_MATERIAL SUPPLIED:_
▼▼▼
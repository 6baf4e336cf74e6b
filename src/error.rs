//! Error types for presence-roles
//!
//! Provides structured error handling with:
//! - Numeric error codes for machine parsing
//! - Fatal/transient classification used by the reconciliation loop
//! - User-friendly messages with suggestions
//! - Exit codes for CLI

use std::fmt;
use std::path::PathBuf;

use thiserror::Error;

/// Result type alias for bot operations
pub type Result<T> = std::result::Result<T, Error>;

/// Numeric error codes for machine parsing and documentation
#[derive(Debug, Clone, Copy, PartialEq, Eq)]
#[repr(u16)]
pub enum ErrorCode {
    // Configuration errors (1xx)
    ConfigNotFound = 100,
    ConfigParseError = 101,
    ConfigValidation = 102,

    // Store errors (2xx)
    StoreRead = 200,
    StoreWrite = 201,
    StoreCorrupt = 202,

    // Feed errors (3xx)
    FeedUnreachable = 300,
    FeedStatus = 301,
    FeedMalformed = 302,

    // Platform errors (4xx)
    PlatformMutation = 400,
    PlatformTimeout = 401,
    UnknownCommunity = 402,
    UnknownMember = 403,
    UnknownRole = 404,
    SnapshotInvalid = 405,

    // Internal errors (9xx)
    InternalError = 900,
}

impl ErrorCode {
    /// Get the string code (e.g., "E100")
    pub fn as_str(&self) -> String {
        format!("E{}", *self as u16)
    }

    /// Get the exit code for CLI
    pub fn exit_code(&self) -> i32 {
        match *self as u16 {
            100..=199 => 10,
            200..=299 => 20,
            300..=399 => 30,
            400..=499 => 40,
            900..=999 => 90,
            _ => 1,
        }
    }
}

impl fmt::Display for ErrorCode {
    fn fmt(&self, f: &mut fmt::Formatter<'_>) -> fmt::Result {
        write!(f, "{}", self.as_str())
    }
}

/// Main error type
#[derive(Error, Debug)]
pub enum Error {
    // ─────────────────────────────────────────────────────────────
    // Configuration Errors
    // ─────────────────────────────────────────────────────────────

    /// Configuration file not found
    #[error("Configuration file not found: {path}")]
    ConfigNotFound { path: PathBuf },

    /// Configuration parse error
    #[error("Failed to parse configuration: {message}")]
    ConfigParse {
        message: String,
        #[source]
        source: Option<toml::de::Error>,
    },

    /// Configuration validation error
    #[error("Configuration validation failed: {message}")]
    ConfigValidation { message: String, field: Option<String> },

    /// Generic configuration error
    #[error("Configuration error: {0}")]
    Config(String),

    /// TOML serialization error
    #[error("TOML serialization error: {0}")]
    Toml(#[from] toml::ser::Error),

    // ─────────────────────────────────────────────────────────────
    // Store Errors
    // ─────────────────────────────────────────────────────────────

    /// Store file could not be read
    #[error("Failed to read store {path}")]
    StoreRead {
        path: PathBuf,
        #[source]
        source: std::io::Error,
    },

    /// Store file could not be written
    #[error("Failed to write store {path}")]
    StoreWrite {
        path: PathBuf,
        #[source]
        source: std::io::Error,
    },

    /// Stored value does not have the expected shape
    #[error("Corrupt value at {key}: {message}")]
    StoreCorrupt { key: String, message: String },

    // ─────────────────────────────────────────────────────────────
    // Feed Errors
    // ─────────────────────────────────────────────────────────────

    /// Feed could not be reached (DNS, connect, timeout)
    #[error("Failed to fetch application feed from {url}: {message}")]
    FeedUnreachable { url: String, message: String },

    /// Feed answered with a non-success status
    #[error("Application feed {url} returned HTTP {status}")]
    FeedStatus { url: String, status: u16 },

    /// Feed body could not be decoded
    #[error("Application feed {url} is malformed: {message}")]
    FeedMalformed { url: String, message: String },

    // ─────────────────────────────────────────────────────────────
    // Platform Errors
    // ─────────────────────────────────────────────────────────────

    /// Role grant or revoke was rejected by the platform
    #[error("Failed to {action} role {role} on member {member}: {message}")]
    PlatformMutation {
        action: &'static str,
        member: u64,
        role: u64,
        message: String,
    },

    /// Role grant or revoke did not complete in time
    #[error("Timed out after {timeout_secs}s trying to {action} role {role} on member {member}")]
    PlatformTimeout {
        action: &'static str,
        member: u64,
        role: u64,
        timeout_secs: u64,
    },

    /// Community is not known to the platform
    #[error("Unknown community: {0}")]
    UnknownCommunity(u64),

    /// Member is not part of the community
    #[error("Unknown member {member} in community {community}")]
    UnknownMember { community: u64, member: u64 },

    /// Role does not exist in the community
    #[error("Unknown role {role} in community {community}")]
    UnknownRole { community: u64, role: u64 },

    /// Platform snapshot file is unreadable or invalid
    #[error("Invalid platform snapshot {path}: {message}")]
    SnapshotInvalid { path: PathBuf, message: String },

    // ─────────────────────────────────────────────────────────────
    // Internal Errors
    // ─────────────────────────────────────────────────────────────

    /// Generic IO error
    #[error("IO error: {0}")]
    Io(#[from] std::io::Error),

    /// Internal error
    #[error("Internal error: {0}")]
    Internal(String),
}

impl Error {
    // ─────────────────────────────────────────────────────────────
    // Error Classification
    // ─────────────────────────────────────────────────────────────

    /// Get the numeric error code
    pub fn code(&self) -> ErrorCode {
        match self {
            Error::ConfigNotFound { .. } => ErrorCode::ConfigNotFound,
            Error::ConfigParse { .. } => ErrorCode::ConfigParseError,
            Error::ConfigValidation { .. } => ErrorCode::ConfigValidation,
            Error::Config(_) => ErrorCode::ConfigValidation,
            Error::Toml(_) => ErrorCode::ConfigParseError,

            Error::StoreRead { .. } => ErrorCode::StoreRead,
            Error::StoreWrite { .. } => ErrorCode::StoreWrite,
            Error::StoreCorrupt { .. } => ErrorCode::StoreCorrupt,

            Error::FeedUnreachable { .. } => ErrorCode::FeedUnreachable,
            Error::FeedStatus { .. } => ErrorCode::FeedStatus,
            Error::FeedMalformed { .. } => ErrorCode::FeedMalformed,

            Error::PlatformMutation { .. } => ErrorCode::PlatformMutation,
            Error::PlatformTimeout { .. } => ErrorCode::PlatformTimeout,
            Error::UnknownCommunity(_) => ErrorCode::UnknownCommunity,
            Error::UnknownMember { .. } => ErrorCode::UnknownMember,
            Error::UnknownRole { .. } => ErrorCode::UnknownRole,
            Error::SnapshotInvalid { .. } => ErrorCode::SnapshotInvalid,

            Error::Io(_) => ErrorCode::StoreWrite,
            Error::Internal(_) => ErrorCode::InternalError,
        }
    }

    /// Check if the error is transient (the next tick may succeed)
    pub fn is_retryable(&self) -> bool {
        matches!(
            self,
            Error::FeedUnreachable { .. }
                | Error::FeedStatus { .. }
                | Error::FeedMalformed { .. }
                | Error::PlatformMutation { .. }
                | Error::PlatformTimeout { .. }
        )
    }

    /// Check if the error is fatal (the control loop must stop)
    ///
    /// Store failures leave no state that can be assumed consistent.
    pub fn is_fatal(&self) -> bool {
        matches!(
            self,
            Error::ConfigNotFound { .. }
                | Error::ConfigParse { .. }
                | Error::ConfigValidation { .. }
                | Error::Config(_)
                | Error::StoreRead { .. }
                | Error::StoreWrite { .. }
                | Error::StoreCorrupt { .. }
                | Error::Io(_)
                | Error::Internal(_)
        )
    }

    /// Get the exit code for CLI
    pub fn exit_code(&self) -> i32 {
        self.code().exit_code()
    }

    // ─────────────────────────────────────────────────────────────
    // User-Friendly Messages
    // ─────────────────────────────────────────────────────────────

    /// Get a user-friendly suggestion for how to fix this error
    pub fn suggestion(&self) -> Option<&'static str> {
        match self {
            Error::ConfigNotFound { .. } => Some(
                "Run 'presence-roles config init' to create a default configuration file.",
            ),
            Error::ConfigParse { .. } => Some(
                "Check your configuration file syntax. Run 'presence-roles config validate' to see details.",
            ),
            Error::ConfigValidation { .. } => Some(
                "Review the configuration file and fix the invalid values.",
            ),
            Error::StoreRead { .. } | Error::StoreWrite { .. } => Some(
                "Check that the database path in [storage] exists and is writable.",
            ),
            Error::StoreCorrupt { .. } => Some(
                "The database file was modified by hand or by an incompatible version. Restore it from a backup.",
            ),
            Error::FeedUnreachable { .. } | Error::FeedStatus { .. } => Some(
                "Check your network connection and the [feed] url. The previous application list stays in use.",
            ),
            Error::PlatformMutation { .. } => Some(
                "Make sure the bot role is placed above every listener role and has the Manage Roles permission.",
            ),
            Error::SnapshotInvalid { .. } => Some(
                "Check the platform snapshot file referenced by [storage] snapshot.",
            ),
            _ => None,
        }
    }

    /// Format the error for terminal display with colors
    pub fn format_for_terminal(&self) -> String {
        let mut output = format!("\x1b[31mError [{}]\x1b[0m: {}\n", self.code().as_str(), self);

        if let Some(hint) = self.suggestion() {
            output.push_str(&format!("\n\x1b[33mHint\x1b[0m: {}\n", hint));
        }

        output
    }

    /// Format the error for logging (no colors)
    pub fn format_for_log(&self) -> String {
        format!("[{}] {}", self.code().as_str(), self)
    }
}

// ─────────────────────────────────────────────────────────────────
// Error Constructors
// ─────────────────────────────────────────────────────────────────

impl Error {
    /// Create a config parse error
    pub fn config_parse(message: impl Into<String>) -> Self {
        Error::ConfigParse {
            message: message.into(),
            source: None,
        }
    }

    /// Create a config validation error with field name
    pub fn config_field_invalid(field: impl Into<String>, message: impl Into<String>) -> Self {
        Error::ConfigValidation {
            message: message.into(),
            field: Some(field.into()),
        }
    }

    /// Create a corrupt store value error
    pub fn store_corrupt(key: impl Into<String>, message: impl fmt::Display) -> Self {
        Error::StoreCorrupt {
            key: key.into(),
            message: message.to_string(),
        }
    }

    /// Create a role mutation error
    pub fn mutation_failed(
        action: &'static str,
        member: u64,
        role: u64,
        message: impl Into<String>,
    ) -> Self {
        Error::PlatformMutation {
            action,
            member,
            role,
            message: message.into(),
        }
    }
}

// ─────────────────────────────────────────────────────────────────
// Tests
// ─────────────────────────────────────────────────────────────────

#[cfg(test)]
mod tests {
    use super::*;

    #[test]
    fn test_error_code_format() {
        assert_eq!(ErrorCode::ConfigNotFound.as_str(), "E100");
        assert_eq!(ErrorCode::FeedUnreachable.as_str(), "E300");
        assert_eq!(ErrorCode::InternalError.as_str(), "E900");
    }

    #[test]
    fn test_error_exit_codes() {
        assert_eq!(ErrorCode::ConfigValidation.exit_code(), 10);
        assert_eq!(ErrorCode::StoreWrite.exit_code(), 20);
        assert_eq!(ErrorCode::FeedStatus.exit_code(), 30);
        assert_eq!(ErrorCode::PlatformMutation.exit_code(), 40);
        assert_eq!(ErrorCode::InternalError.exit_code(), 90);
    }

    #[test]
    fn test_feed_errors_are_transient() {
        let err = Error::FeedStatus {
            url: "https://example.com/players.json".into(),
            status: 503,
        };
        assert!(err.is_retryable());
        assert!(!err.is_fatal());
        assert!(err.to_string().contains("503"));
    }

    #[test]
    fn test_store_errors_are_fatal() {
        let err = Error::store_corrupt("roles/1", "expected object");
        assert!(err.is_fatal());
        assert!(!err.is_retryable());
        assert_eq!(err.code(), ErrorCode::StoreCorrupt);
    }

    #[test]
    fn test_mutation_error_is_neither_fatal_nor_silent() {
        let err = Error::mutation_failed("grant", 7, 42, "Missing Permissions");
        assert!(!err.is_fatal());
        assert!(err.is_retryable());
        let msg = err.to_string();
        assert!(msg.contains("grant"));
        assert!(msg.contains("42"));
        assert!(msg.contains("Missing Permissions"));
    }

    #[test]
    fn test_format_for_terminal() {
        let err = Error::ConfigNotFound {
            path: PathBuf::from("/test/config.toml"),
        };
        let formatted = err.format_for_terminal();

        assert!(formatted.contains("E100"));
        assert!(formatted.contains("\x1b[31m"));
        assert!(formatted.contains("Hint"));
        assert!(formatted.contains("config init"));
    }

    #[test]
    fn test_format_for_log() {
        let err = Error::UnknownCommunity(99);
        let formatted = err.format_for_log();

        assert!(formatted.contains("[E402]"));
        assert!(!formatted.contains("\x1b["));
    }
}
▲▲▲
_ACTIVITY:_ In the entries above, find each line containing the string "colors" and copy it.

_TASK ANSWER:_
    /// Format the error for terminal display with colors
    /// Format the error for logging (no colors)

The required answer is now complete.